One way around this, as Or suggested, would be to make everything single-valued by looking at the lexicographically least accepting tableaus. Unfortunately, as we saw on Homework 2, this lexicographically least satisfying assignments characterize the lass $P^{NP}$, not $NP$. All is not lost, though; a paper of Bourke uses such ideas to show $EXP^{NP[t(n)]} \subseteq P/poly \Rightarrow EXP^{NP[t(n)]} = MA$ (where the notation indicates that the $EXP$ machine makes $t(n)$ queries to the oracle). This is related to Buhrman and Homer's old extension of Karp-Lipton: $EXP^{NP} \subseteq P/poly \Rightarrow EXP^{NP} = \Sigma_2$.

Lecture 22

In this lecture we covered "derandomization implies circuit lower bounds" topics. In particular, we saw:

Kannan's Theorem, $\Sigma_2$ doesn't have fixed-polynomial size circuits.

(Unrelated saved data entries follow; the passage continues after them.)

#[cfg(test)]
mod tests {
    use std::time::Duration;

    use tokio::time::Instant;

    use super::*;
    use crate::media::FileContainerOpener;
    use crate::registry::SessionRegistry;
    use crate::session::{Session, SessionId, SessionState};
    use crate::stats::RelayStats;
    use crate::testing::{connected_session, RecordedWrite, RecordingTrack, ScriptedOpener};

    fn fanout() -> Arc<FanOut> {
        Arc::new(FanOut::new(
            Arc::new(SessionRegistry::new()),
            Arc::new(RelayStats::new()),
        ))
    }

    fn gaps(writes: &[RecordedWrite]) -> Vec<Duration> {
        writes.windows(2).map(|w| w[1].at - w[0].at).collect()
    }

    fn three_video_frames() -> ScriptedOpener {
        ScriptedOpener::new(Some(0), None)
            .packet(0, b"frame-1", 33)
            .packet(0, b"frame-2", 33)
            .packet(0, b"frame-3", 34)
    }

    #[tokio::test(start_paused = true)]
    async fn test_single_pass_delivers_to_active_sessions_only() {
        let fanout = fanout();
        let (a, a_video, a_audio) = connected_session(1);
        let (b, b_video, _) = connected_session(2);
        let (gone, gone_video, _) = connected_session(3);
        fanout.registry().add(a).await;
        fanout.registry().add(b).await;
        fanout.registry().add(Arc::clone(&gone)).await;
        gone.transition(SessionState::Failed);

        let player = Player::new(
            three_video_frames(),
            Arc::clone(&fanout),
            PlaybackConfig::default().passes(1),
        );
        player.run().await.unwrap();

        assert_eq!(a_video.write_count() + b_video.write_count(), 6);
        assert_eq!(a_video.write_count(), 3);
        assert_eq!(gone_video.write_count(), 0);
        assert_eq!(a_audio.write_count(), 0);

        let payloads: Vec<_> = a_video.writes().iter().map(|w| w.data.clone()).collect();
        assert_eq!(payloads, vec!["frame-1", "frame-2", "frame-3"]);
    }

    #[tokio::test(start_paused = true)]
    async fn test_never_delivers_early() {
        let fanout = fanout();
        let (session, video, _) = connected_session(1);
        fanout.registry().add(session).await;

        let player = Player::new(
            three_video_frames(),
            Arc::clone(&fanout),
            PlaybackConfig::default().passes(2),
        );
        player.run().await.unwrap();

        let writes = video.writes();
        assert_eq!(writes.len(), 6);

        let declared = [33, 33, 34, 33, 33].map(Duration::from_millis);
        for (gap, expected) in gaps(&writes).into_iter().zip(declared) {
            assert!(gap >= expected, "gap {:?} shorter than {:?}", gap, expected);
        }
    }

    #[tokio::test(start_paused = true)]
    async fn test_loop_restarts_after_last_frame() {
        let fanout = fanout();
        let (session, video, _) = connected_session(1);
        fanout.registry().add(session).await;

        let opener = Arc::new(three_video_frames());
        let player = Player::new(
            SharedOpener(Arc::clone(&opener)),
            Arc::clone(&fanout),
            PlaybackConfig::default().passes(3),
        );
        player.run().await.unwrap();

        assert_eq!(opener.open_count(), 3);
        assert_eq!(video.write_count(), 9);
        assert_eq!(fanout.stats().snapshot().playback_passes, 3);

        // First frame of the next pass follows the last frame's duration
        let writes = video.writes();
        let restart = writes[3].at - writes[2].at;
        assert!(restart >= Duration::from_millis(34));
        assert!(restart < Duration::from_millis(34 + 33));
    }

    #[tokio::test(start_paused = true)]
    async fn test_hung_viewer_does_not_stall_playback() {
        let fanout = fanout();
        let hung = Arc::new(Session::new(
            SessionId(1),
            RecordingTrack::with_delay(1, Duration::from_secs(5)),
            RecordingTrack::new(2),
        ));
        hung.transition(SessionState::Connected);
        fanout.registry().add(hung).await;

        let (healthy, video, _) = connected_session(2);
        fanout.registry().add(healthy).await;

        let start = Instant::now();
        Player::new(
            three_video_frames(),
            Arc::clone(&fanout),
            PlaybackConfig::default().passes(2),
        )
        .run()
        .await
        .unwrap();

        let writes = video.writes();
        assert_eq!(writes.len(), 6);
        let declared = [33, 33, 34, 33, 33].map(Duration::from_millis);
        for (gap, expected) in gaps(&writes).into_iter().zip(declared) {
            assert!(gap >= expected);
            assert!(gap < expected + Duration::from_millis(5), "healthy viewer stalled: {:?}", gap);
        }
        assert!(start.elapsed() < Duration::from_secs(1));
    }

    #[tokio::test(start_paused = true)]
    async fn test_audio_and_video_paced_independently() {
        let fanout = fanout();
        let (session, video, audio) = connected_session(1);
        fanout.registry().add(session).await;

        let opener = ScriptedOpener::new(Some(0), Some(1))
            .packet(0, b"v1", 40)
            .packet(1, b"a1", 20)
            .packet(1, b"a2", 20)
            .packet(0, b"v2", 40)
            .packet(1, b"a3", 20)
            .packet(1, b"a4", 20);

        let start = Instant::now();
        Player::new(opener, Arc::clone(&fanout), PlaybackConfig::default().passes(1))
            .run()
            .await
            .unwrap();

        let audio_writes = audio.writes();
        let video_writes = video.writes();
        assert_eq!(audio_writes.len(), 4);
        assert_eq!(video_writes.len(), 2);

        // Audio is not held back by the slower video cadence
        assert!(audio_writes[3].at - start < Duration::from_millis(80));
        for gap in gaps(&audio_writes) {
            assert!(gap >= Duration::from_millis(20));
        }
        assert!(gaps(&video_writes)[0] >= Duration::from_millis(40));
    }

    #[tokio::test(start_paused = true)]
    async fn test_unknown_stream_ignored() {
        let fanout = fanout();
        let (session, video, audio) = connected_session(1);
        fanout.registry().add(session).await;

        let opener = ScriptedOpener::new(Some(0), Some(1))
            .packet(2, b"subtitle", 10)
            .packet(0, b"v1", 33);

        Player::new(opener, Arc::clone(&fanout), PlaybackConfig::default().passes(1))
            .run()
            .await
            .unwrap();

        assert_eq!(video.write_count(), 1);
        assert_eq!(audio.write_count(), 0);
    }

    #[tokio::test(start_paused = true)]
    async fn test_read_error_reopens_by_default() {
        let fanout = fanout();
        let (session, video, _) = connected_session(1);
        fanout.registry().add(session).await;

        let opener = Arc::new(
            ScriptedOpener::new(Some(0), None)
                .packet(0, b"v1", 33)
                .error()
                .packet(0, b"never", 33),
        );
        Player::new(
            SharedOpener(Arc::clone(&opener)),
            Arc::clone(&fanout),
            PlaybackConfig::default().passes(2),
        )
        .run()
        .await
        .unwrap();

        assert_eq!(opener.open_count(), 2);
        let payloads: Vec<_> = video.writes().iter().map(|w| w.data.clone()).collect();
        assert_eq!(payloads, vec!["v1", "v1"]);
    }

    #[tokio::test(start_paused = true)]
    async fn test_read_error_fatal_policy() {
        let fanout = fanout();
        let (session, video, _) = connected_session(1);
        fanout.registry().add(session).await;

        let opener = Arc::new(
            ScriptedOpener::new(Some(0), None)
                .packet(0, b"v1", 33)
                .error(),
        );
        let result = Player::new(
            SharedOpener(Arc::clone(&opener)),
            Arc::clone(&fanout),
            PlaybackConfig::default().read_error_policy(ReadErrorPolicy::Fatal),
        )
        .run()
        .await;

        assert!(matches!(result, Err(SourceError::Malformed(_))));
        assert_eq!(opener.open_count(), 1);
        assert!(video.write_count() <= 1);
    }

    #[tokio::test(start_paused = true)]
    async fn test_empty_container_stops_playback() {
        let result = Player::new(
            ScriptedOpener::new(Some(0), Some(1)),
            fanout(),
            PlaybackConfig::default(),
        )
        .run()
        .await;

        assert!(matches!(result, Err(SourceError::Empty)));
    }

    #[tokio::test(start_paused = true)]
    async fn test_pass_without_playable_frames_stops_playback() {
        let opener = Arc::new(
            ScriptedOpener::new(Some(0), Some(1))
                .packet(2, b"subtitle", 10)
                .packet(3, b"data", 10),
        );
        let result = Player::new(
            SharedOpener(Arc::clone(&opener)),
            fanout(),
            PlaybackConfig::default(),
        )
        .run()
        .await;

        assert!(matches!(result, Err(SourceError::Empty)));
        assert_eq!(opener.open_count(), 1);
    }

    #[tokio::test(start_paused = true)]
    async fn test_zero_duration_frames_are_still_paced() {
        let fanout = fanout();
        let (session, video, _) = connected_session(1);
        fanout.registry().add(session).await;

        let opener = ScriptedOpener::new(Some(0), None)
            .packet(0, b"v1", 0)
            .packet(0, b"v2", 0)
            .packet(0, b"v3", 0);
        Player::new(opener, Arc::clone(&fanout), PlaybackConfig::default().passes(1))
            .run()
            .await
            .unwrap();

        for gap in gaps(&video.writes()) {
            assert!(gap >= Duration::from_millis(33));
        }
    }

    #[tokio::test]
    async fn test_open_failure_stops_playback() {
        let dir = tempfile::tempdir().unwrap();
        let opener = FileContainerOpener::new(Some(dir.path().join("missing.ivf")), None);

        let result = Player::new(opener, fanout(), PlaybackConfig::default())
            .run()
            .await;

        assert!(matches!(result, Err(SourceError::Open { .. })));
    }

    #[tokio::test(start_paused = true)]
    async fn test_playback_without_viewers_keeps_looping() {
        let opener = Arc::new(three_video_frames());
        let fanout = fanout();

        Player::new(
            SharedOpener(Arc::clone(&opener)),
            Arc::clone(&fanout),
            PlaybackConfig::default().passes(4),
        )
        .run()
        .await
        .unwrap();

        assert_eq!(opener.open_count(), 4);
        let stats = fanout.stats().snapshot();
        assert_eq!(stats.frames_broadcast, 12);
        assert_eq!(stats.writes_delivered, 0);
    }

    /// Lets a test keep a handle on the opener after the player takes it
    struct SharedOpener(Arc<ScriptedOpener>);

    #[async_trait::async_trait]
    impl ContainerOpener for SharedOpener {
        async fn open(&self) -> Result<Box<dyn crate::media::Container>, SourceError> {
            self.0.open().await
        }
    }
}
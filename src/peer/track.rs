//! webrtc-rs implementations of the relay seams

use std::sync::{Arc, Weak};

use async_trait::async_trait;
use webrtc::media::Sample;
use webrtc::peer_connection::RTCPeerConnection;
use webrtc::rtcp::payload_feedbacks::picture_loss_indication::PictureLossIndication;
use webrtc::rtp::packet::Packet;
use webrtc::track::track_local::track_local_static_rtp::TrackLocalStaticRTP;
use webrtc::track::track_local::track_local_static_sample::TrackLocalStaticSample;
use webrtc::track::track_local::TrackLocalWriter;
use webrtc::track::track_remote::TrackRemote;

use crate::error::{DeliveryError, SourceError};
use crate::media::Frame;
use crate::relay::{FeedbackSink, RtpSource};
use crate::session::{MediaTrack, TrackError};

/// How an outbound track accepts media
pub enum TrackFlavor {
    /// Encoded samples, packetized by the track (playback)
    Sample(Arc<TrackLocalStaticSample>),
    /// Ready-made RTP packets (live relay and mirror)
    Rtp(Arc<TrackLocalStaticRTP>),
}

/// Outbound track of a peer connection
pub struct WebRtcTrack {
    flavor: TrackFlavor,
    ssrc: u32,
}

impl WebRtcTrack {
    pub fn new(flavor: TrackFlavor, ssrc: u32) -> Self {
        Self { flavor, ssrc }
    }
}

#[async_trait]
impl MediaTrack for WebRtcTrack {
    fn ssrc(&self) -> u32 {
        self.ssrc
    }

    async fn write_frame(&self, frame: &Frame) -> Result<(), TrackError> {
        match &self.flavor {
            TrackFlavor::Sample(track) => {
                let sample = Sample {
                    data: frame.data.clone(),
                    duration: frame.pacing_delay(),
                    ..Default::default()
                };
                track.write_sample(&sample).await?;
            }
            // Live frames carry a marshalled packet; the track rewrites SSRC
            // and payload type for its binding
            TrackFlavor::Rtp(track) => {
                track.write(&frame.data).await?;
            }
        }
        Ok(())
    }

    async fn write_rtp(&self, packet: &Packet) -> Result<(), TrackError> {
        match &self.flavor {
            TrackFlavor::Sample(_) => Err(TrackError::Unsupported(
                "raw RTP on a sample track",
            )),
            TrackFlavor::Rtp(track) => {
                track.write_rtp(packet).await?;
                Ok(())
            }
        }
    }
}

/// Inbound track of a peer connection
pub struct RemoteTrack {
    track: Arc<TrackRemote>,
}

impl RemoteTrack {
    pub fn new(track: Arc<TrackRemote>) -> Self {
        Self { track }
    }
}

#[async_trait]
impl RtpSource for RemoteTrack {
    fn ssrc(&self) -> u32 {
        self.track.ssrc()
    }

    async fn read_rtp(&self) -> Result<Packet, SourceError> {
        let (packet, _attributes) = self.track.read_rtp().await?;
        Ok(packet)
    }
}

/// Sends RTCP feedback over a peer connection
///
/// Holds the connection weakly so a running copy task does not keep a closed
/// connection alive.
pub struct PeerFeedback {
    connection: Weak<RTCPeerConnection>,
}

impl PeerFeedback {
    pub fn new(connection: &Arc<RTCPeerConnection>) -> Self {
        Self {
            connection: Arc::downgrade(connection),
        }
    }
}

#[async_trait]
impl FeedbackSink for PeerFeedback {
    async fn picture_loss(&self, media_ssrc: u32) -> Result<(), DeliveryError> {
        let connection = self
            .connection
            .upgrade()
            .ok_or(DeliveryError::Track(TrackError::Closed))?;

        connection
            .write_rtcp(&[Box::new(PictureLossIndication {
                sender_ssrc: 0,
                media_ssrc,
            })])
            .await
            .map_err(|e| DeliveryError::Track(e.into()))?;
        Ok(())
    }
}
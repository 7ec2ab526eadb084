//! Stored container seam
//!
//! The pacing scheduler pulls packets from a [`Container`] in container order
//! and reopens it through a [`ContainerOpener`] when a pass ends.

use std::time::Duration;

use async_trait::async_trait;
use bytes::Bytes;

use crate::error::SourceError;

/// One demuxed packet
#[derive(Debug, Clone, PartialEq, Eq)]
pub struct ContainerPacket {
    /// Index of the stream the packet came from
    pub stream_index: usize,
    /// Encoded payload
    pub data: Bytes,
    /// Declared presentation duration
    pub duration: Duration,
}

impl ContainerPacket {
    pub fn new(stream_index: usize, data: Bytes, duration: Duration) -> Self {
        Self {
            stream_index,
            data,
            duration,
        }
    }
}

/// An open stored container
#[async_trait]
pub trait Container: Send {
    /// Index of the video stream, if any
    fn video_stream(&self) -> Option<usize>;

    /// Index of the audio stream, if any
    fn audio_stream(&self) -> Option<usize>;

    /// Read the next packet; `Ok(None)` marks the end of the container
    async fn next_packet(&mut self) -> Result<Option<ContainerPacket>, SourceError>;

    /// Release the container
    fn close(&mut self) {}
}

/// Opens a fresh [`Container`] for every playback pass
#[async_trait]
pub trait ContainerOpener: Send + Sync {
    async fn open(&self) -> Result<Box<dyn Container>, SourceError>;
}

The Babai-Fortnow-Lund Theorem, $EXP \subseteq P/poly \Rightarrow EXP = MA$, and its consequences: $MA$-$EXP$ does not have polynomial size circuits, derandomizing $MA$ to $NP$ implies showing $NEXP$ does not have polynomial size circuits.

Most of the Impagliazzo-Kabanets-Wigderson Theorem, $NEXP \subseteq P/poly \Rightarrow NEXP = EXP$ (and indeed $NEXP = MA$), along with Kabanets's "easy witness method". The remainder will be proved next time.

Homework 5

Homework 5 is posted, due in 2 weeks as usual. It's long! Start early.

Thursday, April 2, 2009

Lecture 21

Today we saw the completion of Sudan-Trevisan-Vadhan's proof of the Impagliazzo-Wigderson Theorem: if there is a positive $\epsilon > 0$ such that $E$ contains a language not in $SIZE(2^{\epsilon n})$, then $P = BPP$. This included Sudan's algorithm for list-decoding Reed-Solomon codes.